The German army is to spend 100m euros (£81m; $136m) on making itself a more attractive employer, Defence Minister Ursula von der Leyen has said.
She set out plans for better childcare facilities, new furniture, better internet access in barracks and more flexible working hours for some.
The five-year plan will also see extra computers and an easing of the practice of moving service people around.
She said the Bundeswehr (army) needed to compete with civilian employers.
"We want the best," Mrs von der Leyen was quoted by the Associated Press news agency as saying. "People who are young and qualified have a multitude of offers today... and they choose the employer who, among other things, makes the most interesting offers."
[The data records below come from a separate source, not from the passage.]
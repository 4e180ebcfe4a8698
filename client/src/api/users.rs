//! # Users API

use serde_json::Value;

use crate::api::client::{ApiClient, ApiError};
use crate::api::params::Params;

impl ApiClient {
    pub async fn get_users(&self, filters: Option<&Params>) -> Result<Value, ApiError> {
        self.get("/users/", filters).await
    }

    pub async fn add_user(&self, data: &Params) -> Result<Value, ApiError> {
        self.post("/user/", Some(data)).await
    }

    pub async fn get_user(&self, user_id: u64) -> Result<Value, ApiError> {
        self.get(&format!("/user/{user_id}/"), None).await
    }

    pub async fn update_user(&self, user_id: u64, data: Option<&Params>) -> Result<Value, ApiError> {
        self.post(&format!("/user/{user_id}/"), data).await
    }

    pub async fn delete_user(&self, user_id: u64) -> Result<Value, ApiError> {
        self.delete(&format!("/user/{user_id}/"), None).await
    }

    /// Ask the server to send a user one of its e-mails (e.g. `activation`).
    pub async fn send_user_email(&self, user_id: u64, email_type: &str) -> Result<Value, ApiError> {
        let email_type = urlencoding::encode(email_type);
        self.post(&format!("/user/{user_id}/email/{email_type}/"), None)
            .await
    }
}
Germany abandoned conscription three years ago and is aiming to recruit about 60,000 young applicants a year, she said.
Critics accuse the Christian Democratic Union (CDU) minister, who is seen as a potential successor to Chancellor Angela Merkel, of neglecting more important areas of investment, such as armour development.
Retired General Harald Kujat, once Germany's top military officer and chairman of the Nato Military Committee, said last month that the plans appeared to have been "drawn up by people who don't know the Bundeswehr".
"Rather than kindergartens, it would much more helpful to a soldier's family if they knew that everything is being done for his safety in deployment," he told the Sueddeutsche Zeitung newspaper.